Instructions to follow:
Reproduce the entries exactly. Omit none of them.

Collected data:
══════

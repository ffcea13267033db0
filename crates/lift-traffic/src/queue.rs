//! `TrafficQueue` — pending arrivals, drained by the tick pipeline.
//!
//! The pattern is sorted once at load time, so the queue is a plain
//! `VecDeque`: each tick the pipeline pops every entry whose tick has come
//! due.  O(popped) per tick, no per-tick scan of the remaining schedule.

use std::collections::VecDeque;

use lift_core::Tick;

use crate::{TrafficEntry, TrafficPattern};

/// Arrivals not yet materialized into passengers, in `(tick, id)` order.
#[derive(Clone, Debug, Default)]
pub struct TrafficQueue {
    pending: VecDeque<TrafficEntry>,
}

impl TrafficQueue {
    pub fn new() -> Self {
        Self::default()
    }

    /// Fill the queue from a pattern's (already sorted) entries.
    pub fn from_pattern(pattern: &TrafficPattern) -> Self {
        Self {
            pending: pattern.entries().iter().copied().collect(),
        }
    }

    /// Remove and return every entry scheduled at or before `now`.
    ///
    /// Entries whose tick lies in the past (possible after a traffic
    /// rotation without reset) are released immediately rather than lost.
    pub fn pop_due(&mut self, now: Tick) -> Vec<TrafficEntry> {
        let mut due = Vec::new();
        while let Some(head) = self.pending.front().copied() {
            if head.tick > now {
                break;
            }
            self.pending.pop_front();
            due.push(head);
        }
        due
    }

    /// Tick of the next pending entry, or `None` when drained.
    pub fn next_tick(&self) -> Option<Tick> {
        self.pending.front().map(|e| e.tick)
    }

    pub fn len(&self) -> usize {
        self.pending.len()
    }

    pub fn is_empty(&self) -> bool {
        self.pending.is_empty()
    }
}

══════

Task output:
repository ffcea13267033db0
filename crates/lift-traffic/src/queue.rs
//! `TrafficQueue` — pending arrivals, drained by the tick pipeline.
//!
//! The pattern is sorted once at load time, so the queue is a plain
//! `VecDeque`: each tick the pipeline pops every entry whose tick has come
//! due.  O(popped) per tick, no per-tick scan of the remaining schedule.

use std::collections::VecDeque;

use lift_core::Tick;

use crate::{TrafficEntry, TrafficPattern};

/// Arrivals not yet materialized into passengers, in `(tick, id)` order.
#[derive(Clone, Debug, Default)]
pub struct TrafficQueue {
    pending: VecDeque<TrafficEntry>,
}

impl TrafficQueue {
    pub fn new() -> Self {
        Self::default()
    }

    /// Fill the queue from a pattern's (already sorted) entries.
    pub fn from_pattern(pattern: &TrafficPattern) -> Self {
        Self {
            pending: pattern.entries().iter().copied().collect(),
        }
    }

    /// Remove and return every entry scheduled at or before `now`.
    ///
    /// Entries whose tick lies in the past (possible after a traffic
    /// rotation without reset) are released immediately rather than lost.
    pub fn pop_due(&mut self, now: Tick) -> Vec<TrafficEntry> {
        let mut due = Vec::new();
        while let Some(head) = self.pending.front().copied() {
            if head.tick > now {
                break;
            }
            self.pending.pop_front();
            due.push(head);
        }
        due
    }

    /// Tick of the next pending entry, or `None` when drained.
    pub fn next_tick(&self) -> Option<Tick> {
        self.pending.front().map(|e| e.tick)
    }

    pub fn len(&self) -> usize {
        self.pending.len()
    }

    pub fn is_empty(&self) -> bool {
        self.pending.is_empty()
    }
}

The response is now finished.